Il terzo circuito (C) rappresenta il soft power della Grande Opera. A partire dagli indebitati Grandi Quotidiani, si rinnovano i fidi in cambio di sostegno; la Grande Opera, a sua volta popolarizzata, giustifica l’emissione di obbligazioni con cui lo Stato si indebita per finanziarla. Le voci di stampa risultano unanimi nella condanna degli oppositori, definiti con epiteti da “nimby” a “terroristi”. Il meccanismo si ripete nella stampa locale, ove ogni testata conta almeno un cementificatore in Consiglio di amministrazione. In questo modo l’informazione risulta tanto “autorevole” quanto “capillare”. La mappa è stata sviluppata da Mario Cavargna; l’infografica è di Eva Benso.
Poi accade che nel momento in cui il keynesismo dei ricchi, attraverso le grandi opere finanziate dal monetarismo ordoliberista viene messo in piazza e contestato pubblicamente, giungano le tragiche notizie. Il rapporto della Commissione Ue. Oddio, panico. E’ arrivato il giorno del giudizio divino, vengono separati nella valle di Giosafat i sommersi dai salvati. Vediamo.
Bruxelles ha ridotto la stima di crescita del Pil dell’Eurozona dal 2,3% previsto a inizio maggio a 2,1% per il 2018 e confermato il 2% per il 2019. Nella Ue la revisione al ribasso è stata di 0,2 punti percentuali: 2,3% invece di 2,5% nel 2018, 2,1% invece di 2,2% nel 2019. La Germania crescerà dell’1,9% in tutti e due gli anni, la Francia dell’1,7%, la Spagna del 2,8% quest’anno e del 2,4% l’anno prossimo. Stabile la Grecia all’1,9% e al 2,3% rispettivamente. Il Regno Unito in discesa rispetto alle stime precedenti: a 1,3% nel 2018 e a 1,2% nel 2019. In fondo alla classifica troviamo l’Italia. Bruxelles stima un aumento del Pil quest’anno del1,3%,l’anno prossimo dell’1,1%. Una revisione al ribasso rispetto alle precedenti previsioni,rispettivamente +1,5% e +1,2%.
E’ la tragedia.
In un mondo in cui tutti contestano il Pil come indicatore di alcunché la sua contrazione di qualche decimale è la prova regina che tutto va a rotoli.
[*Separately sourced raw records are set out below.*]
use core::convert::TryFrom;

use smallvec::SmallVec;

const S_BASE: u32 = 0xAC00;
const L_BASE: u32 = 0x1100;
const V_BASE: u32 = 0x1161;
const T_BASE: u32 = 0x11A7;
const L_COUNT: u32 = 19;
const V_COUNT: u32 = 21;
const T_COUNT: u32 = 28;
const N_COUNT: u32 = V_COUNT * T_COUNT;
const S_COUNT: u32 = L_COUNT * N_COUNT;

/// Canonical composition of a pair. Hangul is handled algorithmically.
pub fn compose(a: char, b: char) -> Option<char> {
    if let Some(ab) = compose_hangul(a as u32, b as u32) {
        return char::try_from(ab).ok();
    }

    unicode_normalization::char::compose(a, b)
}

/// Single-step canonical decomposition.
///
/// Returns `(a, None)` for singleton decompositions and `(a, Some(b))` for
/// pairs, where `a` may itself be decomposable further.
pub fn decompose(ab: char) -> Option<(char, Option<char>)> {
    if let Some((a, b)) = decompose_hangul(ab as u32) {
        return Some((char::try_from(a).ok()?, char::try_from(b).ok()));
    }

    let mut parts: SmallVec<[char; 4]> = SmallVec::new();
    unicode_normalization::char::decompose_canonical(ab, |c| parts.push(c));

    match parts.as_slice() {
        [] => None,
        [a] if *a == ab => None,
        [a] => Some((*a, None)),
        [a, b] => Some((*a, Some(*b))),
        [init @ .., last] => {
            // Rebuild the first half of a multi-level decomposition.
            let mut a = init[0];
            for &c in &init[1..] {
                a = unicode_normalization::char::compose(a, c)?;
            }

            Some((a, Some(*last)))
        }
    }
}

fn compose_hangul(l: u32, v: u32) -> Option<u32> {
    if (L_BASE..L_BASE + L_COUNT).contains(&l) && (V_BASE..V_BASE + V_COUNT).contains(&v) {
        Some(S_BASE + (l - L_BASE) * N_COUNT + (v - V_BASE) * T_COUNT)
    } else if (S_BASE..=S_BASE + S_COUNT - T_COUNT).contains(&l)
        && (T_BASE + 1..T_BASE + T_COUNT).contains(&v)
        && (l - S_BASE) % T_COUNT == 0
    {
        Some(l + (v - T_BASE))
    } else {
        None
    }
}

fn decompose_hangul(ab: u32) -> Option<(u32, u32)> {
    let si = ab.wrapping_sub(S_BASE);
    if si >= S_COUNT {
        return None;
    }

    if si % T_COUNT != 0 {
        // LV,T
        Some((S_BASE + (si / T_COUNT) * T_COUNT, T_BASE + (si % T_COUNT)))
    } else {
        // L,V
        Some((L_BASE + si / N_COUNT, V_BASE + (si % N_COUNT) / T_COUNT))
    }
}

#[cfg(test)]
mod tests {
    use super::*;

    #[test]
    fn latin() {
        assert_eq!(compose('A', '\u{0301}'), Some('Á'));
        assert_eq!(decompose('Á'), Some(('A', Some('\u{0301}'))));
        assert_eq!(decompose('a'), None);
    }

    #[test]
    fn two_level() {
        // U+1EA5 = U+00E2 U+0301 = a U+0302 U+0301
        assert_eq!(decompose('\u{1EA5}'), Some(('\u{00E2}', Some('\u{0301}'))));
    }

    #[test]
    fn singleton() {
        assert_eq!(decompose('\u{2126}'), Some(('\u{03A9}', None)));
    }

    #[test]
    fn hangul() {
        assert_eq!(decompose('\u{D4DB}'), Some(('\u{D4CC}', Some('\u{11B6}'))));
        assert_eq!(decompose('\u{D4CC}'), Some(('\u{1111}', Some('\u{1171}'))));
        assert_eq!(compose('\u{1111}', '\u{1171}'), Some('\u{D4CC}'));
        assert_eq!(compose('\u{D4CC}', '\u{11B6}'), Some('\u{D4DB}'));
    }
}
/// Returns the script of a character.
pub fn script_from_char(c: char) -> Script {
    use unicode_script as us;

    match us::Script::from(c) {
        us::Script::Common => script::COMMON,
        us::Script::Inherited => script::INHERITED,
        us::Script::Adlam => script::ADLAM,
        us::Script::Caucasian_Albanian => script::CAUCASIAN_ALBANIAN,
        us::Script::Ahom => script::AHOM,
        us::Script::Arabic => script::ARABIC,
        us::Script::Imperial_Aramaic => script::IMPERIAL_ARAMAIC,
        us::Script::Armenian => script::ARMENIAN,
        us::Script::Avestan => script::AVESTAN,
        us::Script::Balinese => script::BALINESE,
        us::Script::Bamum => script::BAMUM,
        us::Script::Bassa_Vah => script::BASSA_VAH,
        us::Script::Batak => script::BATAK,
        us::Script::Bengali => script::BENGALI,
        us::Script::Bhaiksuki => script::BHAIKSUKI,
        us::Script::Bopomofo => script::BOPOMOFO,
        us::Script::Brahmi => script::BRAHMI,
        us::Script::Braille => script::BRAILLE,
        us::Script::Buginese => script::BUGINESE,
        us::Script::Buhid => script::BUHID,
        us::Script::Chakma => script::CHAKMA,
        us::Script::Canadian_Aboriginal => script::CANADIAN_SYLLABICS,
        us::Script::Carian => script::CARIAN,
        us::Script::Cham => script::CHAM,
        us::Script::Cherokee => script::CHEROKEE,
        us::Script::Chorasmian => script::CHORASMIAN,
        us::Script::Coptic => script::COPTIC,
        us::Script::Cypro_Minoan => script::CYPRO_MINOAN,
        us::Script::Cypriot => script::CYPRIOT,
        us::Script::Cyrillic => script::CYRILLIC,
        us::Script::Devanagari => script::DEVANAGARI,
        us::Script::Dives_Akuru => script::DIVES_AKURU,
        us::Script::Dogra => script::DOGRA,
        us::Script::Deseret => script::DESERET,
        us::Script::Duployan => script::DUPLOYAN,
        us::Script::Egyptian_Hieroglyphs => script::EGYPTIAN_HIEROGLYPHS,
        us::Script::Elbasan => script::ELBASAN,
        us::Script::Elymaic => script::ELYMAIC,
        us::Script::Ethiopic => script::ETHIOPIC,
        us::Script::Georgian => script::GEORGIAN,
        us::Script::Glagolitic => script::GLAGOLITIC,
        us::Script::Gunjala_Gondi => script::GUNJALA_GONDI,
        us::Script::Masaram_Gondi => script::MASARAM_GONDI,
        us::Script::Gothic => script::GOTHIC,
        us::Script::Grantha => script::GRANTHA,
        us::Script::Greek => script::GREEK,
        us::Script::Gujarati => script::GUJARATI,
        us::Script::Gurmukhi => script::GURMUKHI,
        us::Script::Hangul => script::HANGUL,
        us::Script::Han => script::HAN,
        us::Script::Hanunoo => script::HANUNOO,
        us::Script::Hatran => script::HATRAN,
        us::Script::Hebrew => script::HEBREW,
        us::Script::Hiragana => script::HIRAGANA,
        us::Script::Anatolian_Hieroglyphs => script::ANATOLIAN_HIEROGLYPHS,
        us::Script::Pahawh_Hmong => script::PAHAWH_HMONG,
        us::Script::Nyiakeng_Puachue_Hmong => script::NYIAKENG_PUACHUE_HMONG,
        us::Script::Old_Hungarian => script::OLD_HUNGARIAN,
        us::Script::Old_Italic => script::OLD_ITALIC,
        us::Script::Javanese => script::JAVANESE,
        us::Script::Kayah_Li => script::KAYAH_LI,
        us::Script::Katakana => script::KATAKANA,
        us::Script::Kawi => script::KAWI,
        us::Script::Kharoshthi => script::KHAROSHTHI,
        us::Script::Khmer => script::KHMER,
        us::Script::Khitan_Small_Script => script::KHITAN_SMALL_SCRIPT,
        us::Script::Khojki => script::KHOJKI,
        us::Script::Kannada => script::KANNADA,
        us::Script::Kaithi => script::KAITHI,
        us::Script::Tai_Tham => script::TAI_THAM,
        us::Script::Lao => script::LAO,
        us::Script::Latin => script::LATIN,
        us::Script::Lepcha => script::LEPCHA,
        us::Script::Limbu => script::LIMBU,
        us::Script::Linear_A => script::LINEAR_A,
        us::Script::Linear_B => script::LINEAR_B,
        us::Script::Lisu => script::LISU,
        us::Script::Lycian => script::LYCIAN,
        us::Script::Lydian => script::LYDIAN,
        us::Script::Mahajani => script::MAHAJANI,
        us::Script::Makasar => script::MAKASAR,
        us::Script::Mandaic => script::MANDAIC,
        us::Script::Manichaean => script::MANICHAEAN,
        us::Script::Marchen => script::MARCHEN,
        us::Script::Medefaidrin => script::MEDEFAIDRIN,
        us::Script::Mende_Kikakui => script::MENDE_KIKAKUI,
        us::Script::Meroitic_Cursive => script::MEROITIC_CURSIVE,
        us::Script::Meroitic_Hieroglyphs => script::MEROITIC_HIEROGLYPHS,
        us::Script::Malayalam => script::MALAYALAM,
        us::Script::Modi => script::MODI,
        us::Script::Mongolian => script::MONGOLIAN,
        us::Script::Mro => script::MRO,
        us::Script::Meetei_Mayek => script::MEETEI_MAYEK,
        us::Script::Multani => script::MULTANI,
        us::Script::Myanmar => script::MYANMAR,
        us::Script::Nag_Mundari => script::NAG_MUNDARI,
        us::Script::Nandinagari => script::NANDINAGARI,
        us::Script::Old_North_Arabian => script::OLD_NORTH_ARABIAN,
        us::Script::Nabataean => script::NABATAEAN,
        us::Script::Newa => script::NEWA,
        us::Script::Nko => script::NKO,
        us::Script::Nushu => script::NUSHU,
        us::Script::Ogham => script::OGHAM,
        us::Script::Ol_Chiki => script::OL_CHIKI,
        us::Script::Old_Turkic => script::OLD_TURKIC,
        us::Script::Old_Uyghur => script::OLD_UYGHUR,
        us::Script::Oriya => script::ORIYA,
        us::Script::Osage => script::OSAGE,
        us::Script::Osmanya => script::OSMANYA,
        us::Script::Palmyrene => script::PALMYRENE,
        us::Script::Pau_Cin_Hau => script::PAU_CIN_HAU,
        us::Script::Old_Permic => script::OLD_PERMIC,
        us::Script::Phags_Pa => script::PHAGS_PA,
        us::Script::Inscriptional_Pahlavi => script::INSCRIPTIONAL_PAHLAVI,
        us::Script::Psalter_Pahlavi => script::PSALTER_PAHLAVI,
        us::Script::Phoenician => script::PHOENICIAN,
        us::Script::Miao => script::MIAO,
        us::Script::Inscriptional_Parthian => script::INSCRIPTIONAL_PARTHIAN,
        us::Script::Rejang => script::REJANG,
        us::Script::Hanifi_Rohingya => script::HANIFI_ROHINGYA,
        us::Script::Runic => script::RUNIC,
        us::Script::Samaritan => script::SAMARITAN,
        us::Script::Old_South_Arabian => script::OLD_SOUTH_ARABIAN,
        us::Script::Saurashtra => script::SAURASHTRA,
        us::Script::SignWriting => script::SIGNWRITING,
        us::Script::Shavian => script::SHAVIAN,
        us::Script::Sharada => script::SHARADA,
        us::Script::Siddham => script::SIDDHAM,
        us::Script::Khudawadi => script::KHUDAWADI,
        us::Script::Sinhala => script::SINHALA,
        us::Script::Sogdian => script::SOGDIAN,
        us::Script::Old_Sogdian => script::OLD_SOGDIAN,
        us::Script::Sora_Sompeng => script::SORA_SOMPENG,
        us::Script::Soyombo => script::SOYOMBO,
        us::Script::Sundanese => script::SUNDANESE,
        us::Script::Syloti_Nagri => script::SYLOTI_NAGRI,
        us::Script::Syriac => script::SYRIAC,
        us::Script::Tagbanwa => script::TAGBANWA,
        us::Script::Takri => script::TAKRI,
        us::Script::Tai_Le => script::TAI_LE,
        us::Script::New_Tai_Lue => script::NEW_TAI_LUE,
        us::Script::Tamil => script::TAMIL,
        us::Script::Tangsa => script::TANGSA,
        us::Script::Tangut => script::TANGUT,
        us::Script::Tai_Viet => script::TAI_VIET,
        us::Script::Telugu => script::TELUGU,
        us::Script::Tifinagh => script::TIFINAGH,
        us::Script::Tagalog => script::TAGALOG,
        us::Script::Thaana => script::THAANA,
        us::Script::Thai => script::THAI,
        us::Script::Tibetan => script::TIBETAN,
        us::Script::Tirhuta => script::TIRHUTA,
        us::Script::Toto => script::TOTO,
        us::Script::Ugaritic => script::UGARITIC,
        us::Script::Vai => script::VAI,
        us::Script::Vithkuqi => script::VITHKUQI,
        us::Script::Warang_Citi => script::WARANG_CITI,
        us::Script::Wancho => script::WANCHO,
        us::Script::Old_Persian => script::OLD_PERSIAN,
        us::Script::Cuneiform => script::CUNEIFORM,
        us::Script::Yezidi => script::YEZIDI,
        us::Script::Yi => script::YI,
        us::Script::Zanabazar_Square => script::ZANABAZAR_SQUARE,
        _ => script::UNKNOWN,
    }
}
Una serie di dati snoccialati, dovrebbero provare non si sa bene cosa.
Il tutto nei giorni in cui si scopre – si fa per dire, è solo una delle molte conferme – che, oggi, l’umanità, anzi Gaia nel suo insieme, sta vivendo la sua sesta estinzione di massa.
I mammiferi impiegheranno milioni di anni per riprendersi dagli effetti della sesta estinzione di massa, già in atto per colpa dell’uomo. Sono così numerose le specie destinate a scomparire nei prossimi 50 anni, che serviranno almeno 3-5 milioni di anni per recuperare la biodiversità perduta. A indicarlo è la simulazione elaborata dall’università danese di Aarhus in collaborazione con l’università svedese di Goteborg: i risultati sono pubblicati sulla rivista dell’Accademia americana delle scienze (Pnas).
“Finora abbiamo sempre studiato a posteriori le estinzioni di massa del passato: dalla più antica, avvenuta 450 milioni di anni fa, fino alla più recente, quella che ha coinvolto anche i dinosauri 65 milioni di anni fa”, spiega Maurizio Casiraghi, zoologo dell’Università di Milano-Bicocca. “Oggi invece – continua l’esperto – ci troviamo dentro la sesta estinzione di massa, dovuta alle modificazioni degli habitat causate dall’uomo. Riuscire a valutare il processo in atto è un’impresa davvero ardua: capire come influirà sulle specie viventi non è facile, ma di certo i mammiferi (spesso all’apice della catena alimentare) sono la cartina di tornasole più evidente”.
Vogliamo aggiungere qualcosa sul cambiamento climatico?
Il problema è che ci vergogniamo delle nostre idee, anzi della nostra ideologia. Non abbiamo il coraggio di scandire le nostre parole , di bestemmiare nella chiesa dello sviluppo.
Forse non era mai capitato prima nella storia che un gruppo sociale nascondesse le proprie idee, persino se ne vergognasse.
Il mondo che conosciamo, di cui il Tav è il simbolo supremo, è finito: ma come tutti gli dei che muoiono essa vuole trascinare con sé tutto e tutti. Vuole trascinare con sé la vita stessa del pianeta.